Exercise goal: From the entries below, return exactly the lines beginning at the one that contains "use common::ResourceType;" and ending at the one that contains "interval.tick().await;", both of them included, and only those lines.
++++ Data section ++++
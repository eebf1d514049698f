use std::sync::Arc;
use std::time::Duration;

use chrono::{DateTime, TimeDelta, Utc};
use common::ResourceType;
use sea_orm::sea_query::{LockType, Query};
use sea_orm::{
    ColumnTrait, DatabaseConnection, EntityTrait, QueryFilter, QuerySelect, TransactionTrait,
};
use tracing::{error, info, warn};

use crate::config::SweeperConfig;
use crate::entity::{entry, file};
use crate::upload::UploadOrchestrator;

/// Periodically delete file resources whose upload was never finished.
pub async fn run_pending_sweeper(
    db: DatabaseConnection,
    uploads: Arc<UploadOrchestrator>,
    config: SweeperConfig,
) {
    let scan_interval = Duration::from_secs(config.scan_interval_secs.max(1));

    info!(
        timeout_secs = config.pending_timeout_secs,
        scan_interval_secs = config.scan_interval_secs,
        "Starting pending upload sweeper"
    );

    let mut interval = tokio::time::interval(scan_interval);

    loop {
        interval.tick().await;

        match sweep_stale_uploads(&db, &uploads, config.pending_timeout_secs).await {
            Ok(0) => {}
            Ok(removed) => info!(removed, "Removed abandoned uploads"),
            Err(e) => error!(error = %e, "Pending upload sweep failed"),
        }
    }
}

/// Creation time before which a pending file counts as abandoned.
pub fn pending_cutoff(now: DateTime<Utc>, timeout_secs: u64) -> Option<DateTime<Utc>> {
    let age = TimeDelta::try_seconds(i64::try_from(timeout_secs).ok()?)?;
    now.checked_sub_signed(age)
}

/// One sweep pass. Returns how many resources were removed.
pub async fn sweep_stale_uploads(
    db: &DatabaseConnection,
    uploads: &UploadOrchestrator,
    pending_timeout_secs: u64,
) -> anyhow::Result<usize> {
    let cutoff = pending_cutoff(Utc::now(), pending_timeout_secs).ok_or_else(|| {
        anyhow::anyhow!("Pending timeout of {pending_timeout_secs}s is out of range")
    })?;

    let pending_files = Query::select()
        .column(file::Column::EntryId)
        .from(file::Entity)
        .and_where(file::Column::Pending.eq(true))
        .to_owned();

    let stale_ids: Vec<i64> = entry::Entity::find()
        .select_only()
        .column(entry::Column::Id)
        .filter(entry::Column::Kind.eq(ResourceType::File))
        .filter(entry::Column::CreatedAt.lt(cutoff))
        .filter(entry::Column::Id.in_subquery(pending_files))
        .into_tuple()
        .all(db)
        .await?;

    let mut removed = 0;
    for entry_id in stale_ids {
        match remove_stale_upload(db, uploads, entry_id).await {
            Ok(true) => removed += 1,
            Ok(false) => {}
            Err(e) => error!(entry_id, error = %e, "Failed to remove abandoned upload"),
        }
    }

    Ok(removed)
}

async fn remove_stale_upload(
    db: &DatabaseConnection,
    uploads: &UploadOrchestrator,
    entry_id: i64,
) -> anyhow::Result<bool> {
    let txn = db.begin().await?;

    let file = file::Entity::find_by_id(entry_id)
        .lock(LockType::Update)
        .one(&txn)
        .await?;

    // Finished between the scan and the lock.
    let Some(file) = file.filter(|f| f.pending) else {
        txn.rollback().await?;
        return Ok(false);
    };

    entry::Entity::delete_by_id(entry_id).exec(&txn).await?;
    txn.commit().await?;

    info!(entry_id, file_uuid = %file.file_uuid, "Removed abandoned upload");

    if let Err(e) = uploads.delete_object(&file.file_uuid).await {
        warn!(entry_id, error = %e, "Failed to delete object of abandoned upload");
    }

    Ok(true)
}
++++
++++ Data section ++++
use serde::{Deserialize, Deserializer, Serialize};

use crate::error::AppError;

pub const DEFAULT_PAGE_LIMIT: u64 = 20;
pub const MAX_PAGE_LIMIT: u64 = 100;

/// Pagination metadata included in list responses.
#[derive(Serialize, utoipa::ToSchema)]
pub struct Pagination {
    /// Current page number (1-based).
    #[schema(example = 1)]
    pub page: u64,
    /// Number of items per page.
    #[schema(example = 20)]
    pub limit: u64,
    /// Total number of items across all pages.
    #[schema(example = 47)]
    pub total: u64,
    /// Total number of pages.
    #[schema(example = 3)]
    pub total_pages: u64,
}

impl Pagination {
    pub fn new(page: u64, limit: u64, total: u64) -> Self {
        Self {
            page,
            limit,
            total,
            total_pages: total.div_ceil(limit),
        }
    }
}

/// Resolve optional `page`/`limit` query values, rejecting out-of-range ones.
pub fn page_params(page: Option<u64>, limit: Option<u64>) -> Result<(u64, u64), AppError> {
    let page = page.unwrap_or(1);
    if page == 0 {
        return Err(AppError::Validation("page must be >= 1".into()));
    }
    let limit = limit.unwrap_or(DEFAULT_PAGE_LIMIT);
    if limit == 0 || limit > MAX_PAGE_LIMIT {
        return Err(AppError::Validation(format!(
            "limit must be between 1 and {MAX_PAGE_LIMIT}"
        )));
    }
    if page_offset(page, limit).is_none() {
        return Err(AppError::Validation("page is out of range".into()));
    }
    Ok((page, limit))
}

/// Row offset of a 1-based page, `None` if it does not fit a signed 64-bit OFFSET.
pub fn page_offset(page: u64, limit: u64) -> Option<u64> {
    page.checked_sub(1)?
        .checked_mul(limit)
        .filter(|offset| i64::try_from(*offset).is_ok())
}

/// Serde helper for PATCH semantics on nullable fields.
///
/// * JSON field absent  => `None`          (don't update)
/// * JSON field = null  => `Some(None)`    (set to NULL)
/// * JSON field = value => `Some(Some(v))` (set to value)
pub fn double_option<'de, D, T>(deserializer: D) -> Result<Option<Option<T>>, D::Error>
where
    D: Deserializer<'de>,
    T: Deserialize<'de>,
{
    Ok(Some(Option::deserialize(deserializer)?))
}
++++
Result:
use common::ResourceType;
use sea_orm::sea_query::{LockType, Query};
use sea_orm::{
    ColumnTrait, DatabaseConnection, EntityTrait, QueryFilter, QuerySelect, TransactionTrait,
};
use tracing::{error, info, warn};

use crate::config::SweeperConfig;
use crate::entity::{entry, file};
use crate::upload::UploadOrchestrator;

/// Periodically delete file resources whose upload was never finished.
pub async fn run_pending_sweeper(
    db: DatabaseConnection,
    uploads: Arc<UploadOrchestrator>,
    config: SweeperConfig,
) {
    let scan_interval = Duration::from_secs(config.scan_interval_secs.max(1));

    info!(
        timeout_secs = config.pending_timeout_secs,
        scan_interval_secs = config.scan_interval_secs,
        "Starting pending upload sweeper"
    );

    let mut interval = tokio::time::interval(scan_interval);

    loop {
        interval.tick().await;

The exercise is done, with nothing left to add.